A gradient of ultraviolet light and visible light is just as important as various basking spots and thermal gradients. These should coincide with the thermal gradient to encourage natural behaviours.

 

Everyone needs UVB

 

If this is to be considered baseline satisfactory welfare, then the provision of artificial UVB must become a necessary component of captive husbandry, not just an option. It must become acknowledged that all reptiles need UVB light, not just some.

 

For example, the age-old of argument of, “It’s nocturnal—it doesn’t need UVB,” is rendered redundant when studies testing for a rise in 25-hydroxyvitamin D in nocturnal and crepuscular species such as Burmese Pythons (Python bivittatus), Leopard Geckos (Eublepharis macularius), and Corn Snakes (Pantherophis guttatus) all show a positive correlation between UVB and high 25-hydroxyvitamin D levels.

 

 

 

Why is UVB lighting and Vitamin D3 So Important?

 

UVB (combined with heat) is required for the creation of vitamin D, and in turn, it is required for the healthy function of many associated metabolic processes. After getting processed into its usable form by the liver, vitamin D plays essential roles in a reptile’s brain, heart, lungs, kidneys, bones, immune system and digestive system.

 

Additionally, UVB exposure plays an important role in boosting immune response, stimulating beta endorphin production, and increasing pigmentation (colour).

 

UVB lamps are expensive.
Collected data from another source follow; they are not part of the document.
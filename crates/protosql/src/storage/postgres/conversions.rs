//! Row and parameter conversions between message instances and SQL values.
//!
//! Pure functions for translating result rows into message instances and
//! message fields into bound statement parameters. Testable in isolation
//! without a live store.

use std::sync::Arc;

use protosql_core::message::{
    json, Descriptor, EnumDescriptor, FieldDescriptor, FieldKind, FieldValue, MessageError,
    MessageInstance,
};
use protosql_core::storage::{PersistenceError, Result, SqlRow, SqlValue};

/// Decodes one result row into a message instance, field by field in schema
/// order. Enum cells resolve by declared value name; embedded-message cells
/// decode from JSON; repeated fields come from array cells with their stored
/// order preserved.
pub fn row_to_message(schema: &Arc<dyn Descriptor>, row: &SqlRow) -> Result<MessageInstance> {
    let mut message = MessageInstance::new(Arc::clone(schema));
    for field in schema.fields() {
        let cell = row
            .get(&field.name)
            .ok_or_else(|| PersistenceError::MissingColumn(field.name.clone()))?;
        let value = decode_field(field, cell)?;
        message = message.set(field.name.clone(), value);
    }
    Ok(message)
}

/// Encodes a message instance into bound parameters, one per schema field, in
/// schema order — the placeholder order of the generated statements. Enums
/// bind as their value name, embedded messages as JSON text, repeated fields
/// as arrays.
pub fn message_to_params(
    schema: &dyn Descriptor,
    message: &MessageInstance,
) -> Result<Vec<SqlValue>> {
    schema
        .fields()
        .iter()
        .map(|field| {
            let value = message
                .get(&field.name)
                .ok_or_else(|| PersistenceError::MissingField(field.name.clone()))?;
            encode_field(field, value)
        })
        .collect()
}

/// Converts a scalar field value into a bindable parameter. Used for WHERE
/// clause identity values, which must be scalars.
pub(crate) fn scalar_to_sql(name: &str, value: &FieldValue) -> Result<SqlValue> {
    match value {
        FieldValue::String(s) => Ok(SqlValue::Text(s.clone())),
        FieldValue::Int32(n) => Ok(SqlValue::Integer(*n)),
        FieldValue::Int64(n) => Ok(SqlValue::BigInt(*n)),
        FieldValue::Bool(b) => Ok(SqlValue::Bool(*b)),
        FieldValue::Enum(v) => Ok(SqlValue::Text(v.clone())),
        FieldValue::Message(_) | FieldValue::Repeated(_) => Err(MessageError::UnexpectedValue {
            field: name.to_string(),
            expected: "a scalar identity value",
        }
        .into()),
    }
}

fn decode_field(field: &FieldDescriptor, cell: &SqlValue) -> Result<FieldValue> {
    match &field.kind {
        FieldKind::Enum(descriptor) => decode_enum(field, descriptor, cell),
        FieldKind::Message(nested) => decode_message(field, nested, cell),
        FieldKind::String | FieldKind::Int32 | FieldKind::Int64 | FieldKind::Bool => {
            decode_scalar(field, cell)
        }
    }
}

fn decode_enum(
    field: &FieldDescriptor,
    descriptor: &EnumDescriptor,
    cell: &SqlValue,
) -> Result<FieldValue> {
    let resolve = |name: &str| -> Result<FieldValue> {
        if !descriptor.contains(name) {
            return Err(MessageError::UnknownEnumValue {
                enum_name: descriptor.name.clone(),
                value: name.to_string(),
            }
            .into());
        }
        Ok(FieldValue::Enum(name.to_string()))
    };

    match (field.repeated, cell) {
        (false, SqlValue::Text(name)) => resolve(name),
        (true, SqlValue::TextArray(names)) => Ok(FieldValue::Repeated(
            names.iter().map(|name| resolve(name)).collect::<Result<_>>()?,
        )),
        _ => Err(column_type(field, cell)),
    }
}

fn decode_message(
    field: &FieldDescriptor,
    nested: &Arc<dyn Descriptor>,
    cell: &SqlValue,
) -> Result<FieldValue> {
    match (field.repeated, cell) {
        (false, SqlValue::Text(doc)) => {
            Ok(FieldValue::Message(json::decode(doc, Arc::clone(nested))?))
        }
        (true, SqlValue::TextArray(docs)) => Ok(FieldValue::Repeated(
            docs.iter()
                .map(|doc| Ok(FieldValue::Message(json::decode(doc, Arc::clone(nested))?)))
                .collect::<Result<_>>()?,
        )),
        _ => Err(column_type(field, cell)),
    }
}

fn decode_scalar(field: &FieldDescriptor, cell: &SqlValue) -> Result<FieldValue> {
    match (&field.kind, field.repeated, cell) {
        (FieldKind::String, false, SqlValue::Text(s)) => Ok(FieldValue::String(s.clone())),
        (FieldKind::Int32, false, SqlValue::Integer(n)) => Ok(FieldValue::Int32(*n)),
        (FieldKind::Int64, false, SqlValue::BigInt(n)) => Ok(FieldValue::Int64(*n)),
        (FieldKind::Bool, false, SqlValue::Bool(b)) => Ok(FieldValue::Bool(*b)),
        (FieldKind::String, true, SqlValue::TextArray(items)) => Ok(FieldValue::Repeated(
            items.iter().cloned().map(FieldValue::String).collect(),
        )),
        (FieldKind::Int32, true, SqlValue::IntegerArray(items)) => Ok(FieldValue::Repeated(
            items.iter().copied().map(FieldValue::Int32).collect(),
        )),
        (FieldKind::Int64, true, SqlValue::BigIntArray(items)) => Ok(FieldValue::Repeated(
            items.iter().copied().map(FieldValue::Int64).collect(),
        )),
        (FieldKind::Bool, true, SqlValue::BoolArray(items)) => Ok(FieldValue::Repeated(
            items.iter().copied().map(FieldValue::Bool).collect(),
        )),
        _ => Err(column_type(field, cell)),
    }
}

fn encode_field(field: &FieldDescriptor, value: &FieldValue) -> Result<SqlValue> {
    if field.repeated {
        let FieldValue::Repeated(items) = value else {
            return Err(unexpected(field, "a repeated value"));
        };
        return encode_repeated(field, items);
    }

    match (&field.kind, value) {
        (FieldKind::Enum(_), FieldValue::Enum(name)) => Ok(SqlValue::Text(name.clone())),
        (FieldKind::Message(_), FieldValue::Message(nested)) => {
            Ok(SqlValue::Text(json::encode(nested)?))
        }
        (FieldKind::String, FieldValue::String(s)) => Ok(SqlValue::Text(s.clone())),
        (FieldKind::Int32, FieldValue::Int32(n)) => Ok(SqlValue::Integer(*n)),
        (FieldKind::Int64, FieldValue::Int64(n)) => Ok(SqlValue::BigInt(*n)),
        (FieldKind::Bool, FieldValue::Bool(b)) => Ok(SqlValue::Bool(*b)),
        _ => Err(unexpected(field, field.kind.name())),
    }
}

fn encode_repeated(field: &FieldDescriptor, items: &[FieldValue]) -> Result<SqlValue> {
    match &field.kind {
        FieldKind::String => Ok(SqlValue::TextArray(
            items
                .iter()
                .map(|item| match item {
                    FieldValue::String(s) => Ok(s.clone()),
                    _ => Err(unexpected(field, "string elements")),
                })
                .collect::<Result<_>>()?,
        )),
        FieldKind::Int32 => Ok(SqlValue::IntegerArray(
            items
                .iter()
                .map(|item| match item {
                    FieldValue::Int32(n) => Ok(*n),
                    _ => Err(unexpected(field, "int32 elements")),
                })
                .collect::<Result<_>>()?,
        )),
        FieldKind::Int64 => Ok(SqlValue::BigIntArray(
            items
                .iter()
                .map(|item| match item {
                    FieldValue::Int64(n) => Ok(*n),
                    _ => Err(unexpected(field, "int64 elements")),
                })
                .collect::<Result<_>>()?,
        )),
        FieldKind::Bool => Ok(SqlValue::BoolArray(
            items
                .iter()
                .map(|item| match item {
                    FieldValue::Bool(b) => Ok(*b),
                    _ => Err(unexpected(field, "bool elements")),
                })
                .collect::<Result<_>>()?,
        )),
        FieldKind::Enum(_) => Ok(SqlValue::TextArray(
            items
                .iter()
                .map(|item| match item {
                    FieldValue::Enum(name) => Ok(name.clone()),
                    _ => Err(unexpected(field, "enum elements")),
                })
                .collect::<Result<_>>()?,
        )),
        FieldKind::Message(_) => Ok(SqlValue::TextArray(
            items
                .iter()
                .map(|item| match item {
                    FieldValue::Message(nested) => Ok(json::encode(nested)?),
                    _ => Err(unexpected(field, "message elements")),
                })
                .collect::<Result<_>>()?,
        )),
    }
}

fn column_type(field: &FieldDescriptor, cell: &SqlValue) -> PersistenceError {
    PersistenceError::ColumnType {
        column: field.name.clone(),
        expected: field.kind.name(),
        actual: cell.type_name(),
    }
}

fn unexpected(field: &FieldDescriptor, expected: &'static str) -> PersistenceError {
    MessageError::UnexpectedValue {
        field: field.name.clone(),
        expected,
    }
    .into()
}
Why not just give them vitamin D in their food?

 

1.     Because “homemade” vitamin D (from the sun or artificial UVB lights) is more available for the reptile’s body to use, and thus more effective. In one study, corn snakes exposed to UVB had higher (read: healthier) levels of vitamin D than those which had no UVB lighting and only received vitamin D from their food.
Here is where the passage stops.